--- Data for analysis ---

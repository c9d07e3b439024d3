//! RIGWARDEN — risk-managed fleet allocation and scheduling core
//!
//! Entry point. Loads configuration, initialises structured logging,
//! builds the oracle, ledger and cycle engine, and runs the tick loop
//! with graceful shutdown.

use anyhow::Result;
use std::sync::Arc;
use std::time::Duration;
use tokio::sync::Mutex;
use tracing::{error, info, warn};

use rigwarden::config::AppConfig;
use rigwarden::dashboard;
use rigwarden::engine::CycleEngine;
use rigwarden::market::fixed::FixedQuoteOracle;
use rigwarden::market::http::HttpQuoteOracle;
use rigwarden::market::MarketOracle;
use rigwarden::storage::JsonLinesLedger;
use rigwarden::types::{CycleSummary, FleetError};

const BANNER: &str = r#"
 ____  ___ ______        ___    ____  ____  _____ _   _
|  _ \|_ _/ ___\ \      / / \  |  _ \|  _ \| ____| \ | |
| |_) || | |  _ \ \ /\ / / _ \ | |_) | | | |  _| |  \| |
|  _ < | | |_| | \ V  V / ___ \|  _ <| |_| | |___| |\  |
|_| \_\___\____|  \_/\_/_/   \_\_| \_\____/|_____|_| \_|

  Risk-managed fleet allocation and scheduling
  v0.1.0
"#;

#[tokio::main]
async fn main() -> Result<()> {
    // Load .env file if present (non-fatal if missing)
    let _ = dotenv::dotenv();

    let config_path = std::env::var("RIGWARDEN_CONFIG").unwrap_or_else(|_| "config.toml".into());
    let cfg = AppConfig::load(&config_path)?;

    init_logging();

    println!("{BANNER}");
    info!(
        agent_name = %cfg.agent.name,
        tick_interval_secs = cfg.agent.tick_interval_secs,
        initial_capital = %cfg.agent.initial_capital,
        currency = %cfg.agent.currency,
        units = cfg.units.len(),
        work_items = cfg.work_items.len(),
        "RIGWARDEN starting up"
    );

    // -- Initialise components -------------------------------------------

    let oracle = build_oracle(&cfg)?;
    let ledger = Arc::new(JsonLinesLedger::new(&cfg.ledger.path));

    let engine = Arc::new(Mutex::new(CycleEngine::new(
        cfg.fleet(),
        cfg.catalog(),
        cfg.roster(),
        cfg.agent.initial_capital,
        oracle,
        ledger,
    )));

    if cfg.dashboard.enabled {
        dashboard::spawn_dashboard(engine.clone(), cfg.dashboard.port).await?;
    }

    // -- Main loop -------------------------------------------------------

    let mut interval = tokio::time::interval(Duration::from_secs(cfg.agent.tick_interval_secs));
    let shutdown = tokio::signal::ctrl_c();
    tokio::pin!(shutdown);

    info!(
        interval_secs = cfg.agent.tick_interval_secs,
        "Entering main loop. Press Ctrl+C to stop."
    );

    loop {
        tokio::select! {
            _ = interval.tick() => {
                let mut engine = engine.lock().await;
                match engine.tick().await {
                    Ok(summary) => log_cycle_summary(&summary),
                    Err(e @ FleetError::MarketDataOutage { .. }) => {
                        warn!(error = %e, "No market data this cycle; continuing to next");
                    }
                    Err(e) => {
                        error!(error = %e, "Cycle failed; continuing to next");
                    }
                }
            }
            _ = &mut shutdown => {
                info!("Shutdown signal received.");
                break;
            }
        }
    }

    let engine = engine.lock().await;
    let portfolio = engine.portfolio();
    info!(
        capital = format!("CHF {:.2}", portfolio.capital),
        cycles = engine.cycle_count(),
        switches = engine.switch_log().len(),
        emergency_stop = engine.risk_state().emergency_stop,
        "RIGWARDEN shut down cleanly."
    );

    Ok(())
}

/// Build the market data provider named in the config.
fn build_oracle(cfg: &AppConfig) -> Result<Arc<dyn MarketOracle>> {
    match cfg.oracle.provider.as_str() {
        "static" => {
            if cfg.oracle.static_quotes.is_empty() {
                warn!("Static oracle has no quotes; every cycle will be an outage");
            }
            info!(quotes = cfg.oracle.static_quotes.len(), "Using static quote board");
            Ok(Arc::new(FixedQuoteOracle::with_quotes(
                cfg.oracle.static_quotes.iter().map(|q| q.to_quote()),
            )))
        }
        "http" => {
            let Some(base_url) = cfg.oracle.base_url.as_deref() else {
                return Err(FleetError::Config(
                    "oracle.base_url is required for the http provider".into(),
                )
                .into());
            };
            let api_key = match cfg.oracle.api_key_env.as_deref() {
                Some(env) => match AppConfig::resolve_env(env) {
                    Ok(key) => Some(key),
                    Err(e) => {
                        warn!(error = %e, "Quote service key missing; calling without auth");
                        None
                    }
                },
                None => None,
            };
            info!(base_url, "Using HTTP quote service");
            Ok(Arc::new(HttpQuoteOracle::new(base_url, api_key)?))
        }
        other => Err(FleetError::Config(format!("unknown oracle provider: {other}")).into()),
    }
}

/// Log a human-readable cycle summary.
fn log_cycle_summary(summary: &CycleSummary) {
    info!(
        cycle = summary.cycle_number,
        units = summary.allocations.len(),
        switches = summary.switches.len(),
        profit = format!("CHF {:.4}", summary.realized_profit),
        capital = format!("CHF {:.2}", summary.capital_after),
        risk_warnings = summary.risk_warnings.len(),
        warnings = summary.warnings.len(),
        halted = summary.halted,
        "Cycle complete"
    );
    for w in &summary.risk_warnings {
        warn!(cycle = summary.cycle_number, warning = %w, "Risk");
    }
}

/// Initialise the `tracing` subscriber.
fn init_logging() {
    use tracing_subscriber::{fmt, EnvFilter};

    let env_filter = EnvFilter::try_from_default_env()
        .unwrap_or_else(|_| EnvFilter::new("rigwarden=info"));

    let json_logging = std::env::var("RIGWARDEN_LOG_JSON").is_ok();

    if json_logging {
        fmt()
            .json()
            .with_env_filter(env_filter)
            .with_target(true)
            .with_thread_ids(true)
            .init();
    } else {
        fmt()
            .with_env_filter(env_filter)
            .with_target(true)
            .init();
    }
}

---

- Exercise aim
Both end lines included, restate word for word the lines above from the line with "and scheduling core" to the line with "use rigwarden::market::MarketOracle;", and nothing else.

- Task answer
//! RIGWARDEN — risk-managed fleet allocation and scheduling core
//!
//! Entry point. Loads configuration, initialises structured logging,
//! builds the oracle, ledger and cycle engine, and runs the tick loop
//! with graceful shutdown.

use anyhow::Result;
use std::sync::Arc;
use std::time::Duration;
use tokio::sync::Mutex;
use tracing::{error, info, warn};

use rigwarden::config::AppConfig;
use rigwarden::dashboard;
use rigwarden::engine::CycleEngine;
use rigwarden::market::fixed::FixedQuoteOracle;
use rigwarden::market::http::HttpQuoteOracle;
use rigwarden::market::MarketOracle;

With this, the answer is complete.